The Ladder of Inference is a concept developed by the late Harvard Professor Chris Argyris, to help explain why people looking at the same set of evidence can draw very different conclusions.
The difference comes from the idea that, based on their beliefs, people ‘choose’ what they see in amongst a mass of information.
More on that later, but first off, who fancies an experiment?
If I was being a bit hipster I could claim it as a Randomised Control Trial (RCT if you are uber hipster), but I’ll stick to plain old ‘experiment’.
Try this experiment at home or in the office:
- Go to twitter and find a hashtag for a recent conference or seminar where people have been busily tweeting,
- The topic doesn’t really matter, but something reasonably linked to your area of interest/business might be useful,
- Search on the hashtag so that you can see a good selection of tweets – about 100 will do,
- Copy the 100 tweets and paste them into a document. The aim is to have about 3 pages of written text for people to look at (pretty straightforward so far),
- Now find two Test Subjects (people). Colleagues with very different views on the world would be good. Mr Grumpy and Miss Sunshine or Cruella de Vil and Ronald McDonald (we all have them).
- Now ask the Test Subjects to independently review the tweets and provide you with a summary of the key points emerging from the Twitter stream,
- Just to make it interesting you could ask the Test Subjects to summarise their findings in no more than 5 tweets,
- Sit back and wait for the results.
- If you are feeling ambitious, you could repeat this experiment a number of times, with different Test Subjects, different collections of tweets or a different context.
- For example choose Test Subjects (people) with a very similar outlook. Before they do the analysis, brief one that you thought seminar was excellent, and the other that you thought it was rubbish (sneaky!).
The Results. I’ve not formally run this experiment (yet) but I have experienced a fair number of the summaries of Twitter conversations that people like to share about conferences. Storify Twitter summaries are almost mandatory for public sector conferences nowadays.
What has intrigued me is just how differently people can interpret and present the summary of the discussion at the same event. I appreciate that there will be a certain amount of bias and pushing of corporate messages. If your organisation is running the conference/seminar you will probably want to push key messages – dissenting voices and challenge probably isn’t something you are going to ‘share’ given the choice.

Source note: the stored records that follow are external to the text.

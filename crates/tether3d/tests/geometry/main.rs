mod compound_merge;
mod compound_ray_cast;
mod compound_split;
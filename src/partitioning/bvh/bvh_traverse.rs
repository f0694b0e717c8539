use super::{Bvh, BvhNode};
use crate::math::Real;
use smallvec::SmallVec;

const TRAVERSAL_STACK_SIZE: usize = 32;

/// Iterator over the leaves of a [`Bvh`] accepted by a pruning predicate.
///
/// Created by [`Bvh::leaves`].
pub struct Leaves<'a, Check: Fn(&BvhNode) -> bool> {
    tree: &'a Bvh,
    stack: SmallVec<[&'a BvhNode; TRAVERSAL_STACK_SIZE]>,
    check: Check,
}

impl<'a, Check: Fn(&BvhNode) -> bool> Leaves<'a, Check> {
    fn new(tree: &'a Bvh, check: Check) -> Self {
        let mut stack = SmallVec::new();

        if let Some(root) = tree.nodes.first() {
            // Pushed in reverse so the left subtree is yielded first.
            if root.right.leaf_count > 0 && check(&root.right) {
                stack.push(&root.right);
            }
            if check(&root.left) {
                stack.push(&root.left);
            }
        }

        Leaves { tree, stack, check }
    }
}

impl<Check: Fn(&BvhNode) -> bool> Iterator for Leaves<'_, Check> {
    type Item = u32;

    fn next(&mut self) -> Option<u32> {
        while let Some(node) = self.stack.pop() {
            if node.is_leaf() {
                return Some(node.children);
            }

            let children = &self.tree.nodes[node.children as usize];
            if (self.check)(&children.right) {
                self.stack.push(&children.right);
            }
            if (self.check)(&children.left) {
                self.stack.push(&children.left);
            }
        }

        None
    }
}

/// Cost associated to a BVH leaf during a best-first traversal.
pub trait BvhLeafCost {
    /// The cost value associated to the leaf.
    ///
    /// Best-first searches look for the leaf with the lowest cost.
    fn cost(&self) -> Real;
}

impl BvhLeafCost for Real {
    #[inline(always)]
    fn cost(&self) -> Real {
        *self
    }
}

impl<T> BvhLeafCost for (Real, T) {
    #[inline(always)]
    fn cost(&self) -> Real {
        self.0
    }
}

impl Bvh {
    /// Iterates through the leaves, in depth-first order, left subtrees first.
    ///
    /// The `check_node` closure is called on every traversed node. If it returns `false` then the
    /// node and all its descendants are skipped.
    pub fn leaves<F: Fn(&BvhNode) -> bool>(&self, check_node: F) -> Leaves<'_, F> {
        Leaves::new(self, check_node)
    }

    /// Finds the leaf with the smallest cost, visiting the cheapest subtrees first.
    ///
    /// `aabb_cost` gives a lower bound of the cost of every leaf under a node, given the best
    /// cost found so far; `Real::MAX` prunes the node. `leaf_cost` computes the actual cost of a
    /// leaf, or `None` if the leaf must be ignored. Only costs smaller than `max_cost` are
    /// reported.
    pub fn find_best<L: BvhLeafCost>(
        &self,
        max_cost: Real,
        aabb_cost: impl Fn(&BvhNode, Real) -> Real,
        leaf_cost: impl Fn(u32, Real) -> Option<L>,
    ) -> Option<(u32, L)> {
        let mut stack: SmallVec<[(Real, &BvhNode); TRAVERSAL_STACK_SIZE]> = SmallVec::new();
        let mut best: Option<(u32, L)> = None;
        let mut best_cost = max_cost;

        let root = self.nodes.first()?;
        for node in [&root.left, &root.right] {
            if node.leaf_count > 0 {
                stack.push((aabb_cost(node, best_cost), node));
            }
        }

        while let Some((lower_bound, node)) = stack.pop() {
            if lower_bound >= best_cost || lower_bound == Real::MAX {
                continue;
            }

            if let Some(leaf) = node.leaf_data() {
                if let Some(value) = leaf_cost(leaf, best_cost) {
                    if value.cost() < best_cost {
                        best_cost = value.cost();
                        best = Some((leaf, value));
                    }
                }
                continue;
            }

            let children = &self.nodes[node.children as usize];
            let mut left = (aabb_cost(&children.left, best_cost), &children.left);
            let mut right = (aabb_cost(&children.right, best_cost), &children.right);

            // The cheapest child is pushed last so it is visited first.
            if left.0 < right.0 {
                core::mem::swap(&mut left, &mut right);
            }
            stack.push(left);
            stack.push(right);
        }

        best
    }
}
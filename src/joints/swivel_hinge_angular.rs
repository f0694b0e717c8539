use crate::dynamics::{Entity, EntityHandle, EntitySet};
use crate::joints::{Dof1, Joint, JointError, JointJacobians, JointKind};
use crate::math::Vector;
use na::{RowVector3, Vector1};

/// Keeps a hinge axis attached to the entity A orthogonal to a twist axis attached to the
/// entity B.
///
/// The entity B can swing around the hinge axis and twist around its own axis, but the
/// relative twist around the axis orthogonal to both is removed.
#[derive(Copy, Clone, Debug, PartialEq)]
#[cfg_attr(feature = "serde-serialize", derive(Serialize, Deserialize))]
pub struct SwivelHingeAngularJoint {
    local_hinge_axis: Vector,
    local_twist_axis: Vector,
}

impl SwivelHingeAngularJoint {
    /// Creates the joint from a world-space hinge axis attached to `a` and a world-space twist
    /// axis attached to `b`.
    pub fn new(
        a: &Entity,
        b: &Entity,
        hinge_axis: &Vector,
        twist_axis: &Vector,
    ) -> Result<Self, JointError> {
        Self::from_local_axes(
            a.orientation().inverse_transform_vector(hinge_axis),
            b.orientation().inverse_transform_vector(twist_axis),
        )
    }

    /// Creates the joint from a hinge axis in the local-space of the entity A and a twist axis
    /// in the local-space of the entity B.
    pub fn from_local_axes(
        local_hinge_axis: Vector,
        local_twist_axis: Vector,
    ) -> Result<Self, JointError> {
        Ok(Self {
            local_hinge_axis: local_hinge_axis
                .try_normalize(0.0)
                .ok_or(JointError::DegenerateAxis)?,
            local_twist_axis: local_twist_axis
                .try_normalize(0.0)
                .ok_or(JointError::DegenerateAxis)?,
        })
    }

    /// The hinge axis, in the local-space of the entity A.
    pub fn local_hinge_axis(&self) -> &Vector {
        &self.local_hinge_axis
    }

    /// The twist axis, in the local-space of the entity B.
    pub fn local_twist_axis(&self) -> &Vector {
        &self.local_twist_axis
    }
}

impl JointKind for SwivelHingeAngularJoint {
    type Dofs = Dof1;

    fn compute_jacobians(&self, a: &Entity, b: &Entity) -> JointJacobians<Dof1> {
        let hinge = a.orientation_matrix() * self.local_hinge_axis;
        let twist = b.orientation_matrix() * self.local_twist_axis;
        let axis = hinge.cross(&twist).transpose();

        JointJacobians {
            linear_a: RowVector3::zeros(),
            angular_a: axis,
            linear_b: RowVector3::zeros(),
            angular_b: -axis,
            error: Vector1::new(hinge.dot(&twist)),
        }
    }
}

impl Joint<SwivelHingeAngularJoint> {
    /// Keeps the world-space `hinge_axis` attached to `a` orthogonal to the world-space
    /// `twist_axis` attached to `b`.
    pub fn swivel_hinge_angular(
        entities: &EntitySet,
        a: EntityHandle,
        b: EntityHandle,
        hinge_axis: &Vector,
        twist_axis: &Vector,
    ) -> Result<Self, JointError> {
        Self::with_entities(entities, a, b, |ea, eb| {
            SwivelHingeAngularJoint::new(ea, eb, hinge_axis, twist_axis)
        })
    }
}
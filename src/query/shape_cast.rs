use crate::math::{Point, Real, RigidTransform, Vector};
use crate::query::gjk::{self, CsoPoint};
use crate::query::{Ray, RayHit};
use crate::shape::SupportMap;

/// Computes the first time of impact between a moving convex shape and a static one.
///
/// `cast_shape` starts at `start` and moves linearly by `sweep` per unit of time. The target
/// shape stays at `target_transform`. The cast is performed as a ray cast from the origin
/// along `sweep` on the Minkowski difference `target - cast_shape`.
///
/// The returned hit is expressed in world-space: `t` is the time of impact, `location` the
/// first point of the target touched by the moving shape, and `normal` the outward normal of
/// the target at that point. Shapes overlapping at `start` produce a hit at `t = 0` with a
/// normal opposite to the sweep.
pub fn cast_support_maps<G1, G2>(
    cast_shape: &G1,
    start: &RigidTransform,
    sweep: &Vector,
    target: &G2,
    target_transform: &RigidTransform,
    max_t: Real,
) -> Option<RayHit>
where
    G1: ?Sized + SupportMap,
    G2: ?Sized + SupportMap,
{
    let start_in_target = RigidTransform::multiply(start, &target_transform.inverse());
    let local_sweep = target_transform.inverse_transform_vector(sweep);
    let ray = Ray::new(Point::origin(), local_sweep);

    let hit = gjk::cast_local_ray_support_fn(
        |dir| {
            CsoPoint::new(
                target.local_support_point(dir),
                cast_shape.support_point(&start_in_target, &-dir),
            )
        },
        &ray,
        max_t,
    )?;

    let normal = if hit.t == 0.0 || hit.normal == Vector::zeros() {
        -sweep.try_normalize(0.0).unwrap_or_else(Vector::zeros)
    } else {
        target_transform.transform_vector(&hit.normal)
    };

    Some(RayHit {
        t: hit.t,
        location: target_transform.transform_point(&hit.witness),
        normal,
    })
}

#[cfg(test)]
mod test {
    use super::cast_support_maps;
    use crate::math::{Real, RigidTransform, Rotation, Vector};
    use crate::shape::{Ball, Cuboid};
    use na::RealField;

    #[test]
    fn ball_cast_against_cuboid() {
        let ball = Ball::new(0.5);
        let cuboid = Cuboid::new(Vector::new(1.0, 1.0, 1.0));
        let start = RigidTransform::from_position(Vector::new(-5.0, 0.0, 0.0));
        let target = RigidTransform::from_position(Vector::new(0.0, 0.0, 0.0));

        let hit = cast_support_maps(
            &ball,
            &start,
            &Vector::new(1.0, 0.0, 0.0),
            &cuboid,
            &target,
            Real::MAX,
        )
        .unwrap();

        approx::assert_relative_eq!(hit.t, 3.5, epsilon = 1.0e-3);
        approx::assert_relative_eq!(hit.normal, -Vector::x(), epsilon = 1.0e-2);
        approx::assert_relative_eq!(hit.location.x, -1.0, epsilon = 1.0e-3);
    }

    #[test]
    fn cast_misses_and_overlaps() {
        let ball = Ball::new(0.5);
        let cuboid = Cuboid::new(Vector::new(1.0, 1.0, 1.0));
        let target = RigidTransform::identity();

        let above = RigidTransform::from_position(Vector::new(-5.0, 3.0, 0.0));
        assert!(cast_support_maps(&ball, &above, &Vector::x(), &cuboid, &target, Real::MAX).is_none());

        let inside = RigidTransform::from_position(Vector::new(0.5, 0.0, 0.0));
        let hit = cast_support_maps(&ball, &inside, &Vector::x(), &cuboid, &target, Real::MAX).unwrap();
        assert_eq!(hit.t, 0.0);
        approx::assert_relative_eq!(hit.normal, -Vector::x());
    }

    #[test]
    fn cast_against_cuboids_rotated_by_right_angles() {
        let ball = Ball::new(1.0);
        let start = RigidTransform::from_position(Vector::new(-10.0, 0.0, 0.0));

        // The face hit by the ball alternates between the x and y (resp. z) half-extents.
        let cases = [
            (Vector::z_axis(), Vector::new(1.0, 2.0, 1.0), [8.0, 7.0]),
            (Vector::y_axis(), Vector::new(1.0, 2.0, 3.0), [8.0, 6.0]),
        ];

        for (axis, half_extents, expected) in cases {
            let cuboid = Cuboid::new(half_extents);

            for k in 0..4 {
                let angle = Real::frac_pi_2() * k as Real;
                let target = RigidTransform::from_orientation(Rotation::from_axis_angle(&axis, angle));
                let hit = cast_support_maps(&ball, &start, &Vector::x(), &cuboid, &target, Real::MAX)
                    .unwrap_or_else(|| panic!("no hit for a rotation of {angle} about {axis:?}"));

                approx::assert_relative_eq!(hit.t, expected[k % 2], epsilon = 1.0e-3);
                approx::assert_relative_eq!(hit.normal, -Vector::x(), epsilon = 1.0e-2);
            }
        }
    }

    #[test]
    fn cast_against_slightly_rotated_cuboid() {
        let ball = Ball::new(1.0);
        let cuboid = Cuboid::new(Vector::new(1.0, 2.0, 1.0));
        let start = RigidTransform::from_position(Vector::new(-10.0, 0.0, 0.0));
        let target =
            RigidTransform::from_orientation(Rotation::from_axis_angle(&Vector::z_axis(), 0.3));

        let hit =
            cast_support_maps(&ball, &start, &Vector::x(), &cuboid, &target, Real::MAX).unwrap();

        // The ball touches the face of local normal `-x`, rotated to `(-cos, -sin)`.
        let (sin, cos) = (0.3 as Real).sin_cos();
        approx::assert_relative_eq!(hit.t, 10.0 - 2.0 / cos, epsilon = 1.0e-3);
        approx::assert_relative_eq!(hit.normal, Vector::new(-cos, -sin, 0.0), epsilon = 1.0e-2);
        approx::assert_relative_eq!(hit.location.x, cos - 2.0 / cos, epsilon = 1.0e-2);
        approx::assert_relative_eq!(hit.location.y, sin, epsilon = 1.0e-2);
    }
}
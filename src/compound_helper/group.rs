use crate::collision::CompoundCollidable;
use crate::compound_helper::CompoundError;
use crate::dynamics::Entity;
use crate::math::{Point, Real, Vector};
use crate::shape::{CompoundShape, ShapeDistributionInformation};
use crate::utils::INERTIA_TENSOR_SCALE;

/// The mass distribution of a group of compound children.
#[derive(Copy, Clone, Debug, PartialEq)]
#[cfg_attr(feature = "serde-serialize", derive(Serialize, Deserialize))]
pub struct GroupDistribution {
    /// The volume, center, and unit-mass inertia of the group, in the local-space of the
    /// compound shape.
    ///
    /// If `weight` is zero, the center is the plain average of the children centers and the
    /// volume distribution is zero.
    pub distribution: ShapeDistributionInformation,
    /// The sum of the weights of the children of the group.
    pub weight: Real,
}

impl GroupDistribution {
    /// Computes the distribution of the children `indices` of `shape`.
    ///
    /// `indices` must not be empty.
    pub fn compute(
        shape: &CompoundShape,
        indices: impl IntoIterator<Item = usize> + Clone,
        contributions: &[ShapeDistributionInformation],
    ) -> Self {
        if let Some((distribution, weight)) =
            shape.compute_distribution_for(indices.clone(), contributions)
        {
            return Self {
                distribution,
                weight,
            };
        }

        let mut count = 0;
        let mut volume = 0.0;
        let mut center = Vector::zeros();
        for i in indices {
            let entry = &shape.entries()[i];
            count += 1;
            volume += contributions[i].volume;
            center += entry.center(&contributions[i]).coords;
        }

        Self {
            distribution: ShapeDistributionInformation {
                volume,
                center: Point::from(center / (count.max(1) as Real)),
                ..Default::default()
            },
            weight: 0.0,
        }
    }

    /// Computes the distribution of every child of a compound collidable.
    pub fn of_compound(
        compound: &CompoundCollidable,
        contributions: &[ShapeDistributionInformation],
    ) -> Self {
        Self::compute(compound.shape(), compound.shape_indices(), contributions)
    }

    /// The center of mass of the group, in the local-space of the compound shape.
    pub fn center(&self) -> Point {
        self.distribution.center
    }

    /// Gives `entity` the mass `mass` and the inertia of this group scaled accordingly.
    ///
    /// Zero-weight groups leave the mass properties of `entity` untouched.
    pub(crate) fn initialize_entity(&self, entity: &mut Entity, mass: Real) {
        if self.weight <= 0.0 {
            log::warn!("A compound group has a zero total weight, its mass properties are left unchanged.");
            return;
        }

        let inertia = self.distribution.volume_distribution * (mass * INERTIA_TENSOR_SCALE);
        entity.initialize(mass, inertia);
    }
}

/// Checks that `contributions` has one element per entry of `shape`.
pub(crate) fn check_contributions(
    shape: &CompoundShape,
    contributions: &[ShapeDistributionInformation],
) -> Result<(), CompoundError> {
    if contributions.len() != shape.len() {
        return Err(CompoundError::ContributionCountMismatch {
            expected: shape.len(),
            found: contributions.len(),
        });
    }

    Ok(())
}

/// Moves an entity by a local-space offset of its center of mass, as if the offset point was
/// rigidly attached to it.
///
/// `original` is the state of the body before the change: the new position is
/// `position + orientation * local_offset`, the new linear velocity is the velocity of that point
/// `v + w x offset`, and the angular velocity is kept.
pub fn split_reposition(entity: &mut Entity, original: &Entity, local_offset: &Vector) {
    let offset = original.orientation() * local_offset;
    entity.set_position(original.position() + offset);
    entity.set_orientation(original.orientation());
    entity.set_linear_velocity(
        original.linear_velocity() + original.angular_velocity().cross(&offset),
    );
    entity.set_angular_velocity(original.angular_velocity());
}

/// Moves an entity after some of its compound children were removed.
///
/// The entity center moves from `original_center` to `remaining_center`, both in the local-space
/// of the compound shape.
pub fn remove_reposition(entity: &mut Entity, original_center: &Point, remaining_center: &Point) {
    let original = *entity;
    split_reposition(entity, &original, &(remaining_center - original_center));
}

However, it is the variation in the summaries from the apparently independent/unbiased people that intrigues me. I’m sure that people will have very good intentions, but I do think there is a fair bit of ‘expert bias’ going on in these situations.
This is something neatly illustrated by The Ladder of Inference developed by Chris Argyris and had also been used by Peter Senge in his book The Fifth Discipline.

The basic idea is that:
- When presented with a range of information/data/facts, we select what fits with a belief we already hold about that situation.
- All other information is ignored.
- We make our decision on the ‘evidence’ we have selected (evidence based decisions are always the best).
- Our beliefs become stronger based on that good decision we have made (a feedback loop).
- In the future, when we look at information/data/facts, and what we select will be influenced our now more strongly held beliefs.
Both of the graphics I’ve used in this post illustrates the concept very effectively. If you would prefer here is a 3Â min video, The Ladder of Inference Created Bad Judgement, from Edward Muzio.
Am I suffering from ‘Expert Bias’? I’ve been worrying for a while that I’m a candidate for The Ladder of Inference. It’s not just how I view the tweets from a seminar, but just about everything where I’m presented with data/information/facts.
Everything I’ve ever experienced informs how I see things and gives me an ‘expert bias’. You might now be thinking, ‘that would never happen to me….’ (oh lucky you…..)
At one level it could be argued that I should stop getting anxious and get over it – that’s the job, to make sense of complicated information. At another level I would like to put some rigour into what I’m doing, how do I perform a cross check?
The work from Chris Argyris suggests a process of ‘climbing down’ The Ladder of Inference. Going back down into the facts and looking at all them more closely, attempting to remove your bias. The Edward Muzio video summarises this as:
- Climb down the Ladder of Inference (a lovely metaphor)
- Question your Assumptions and Conclusions (with a trusted colleague)
- Seek Out Contrary Data (to test what you are seeing)
These are all good suggestion, but quite hard to do. What if you have no idea of how you are biased? The topic of unconscious bias, how you recognise it, and how you deal with it is helpfully the focus HR Training Programmes in many organisations, linked to things like equalities and diversity work, but helpful in so many other areas.
At the end of the day, if we just get as far as recognising there is such a thing as The Ladder of Inference and Expert Bias, I think that’s a pretty good start. It might help me when I’m reading the next tweet Storify.
So, What’s the PONT?
- People can interpret the same set of ‘facts’ in different ways.
- Recognising it as Expert Bias, Unconscious Bias or The Ladder of Inference is helpful as it can help prevent wrong conclusions and bad decisions.
- Once your bias is recognised, you need to take steps to ‘Climb Down The Ladder’. It’s always better to fall from a low step.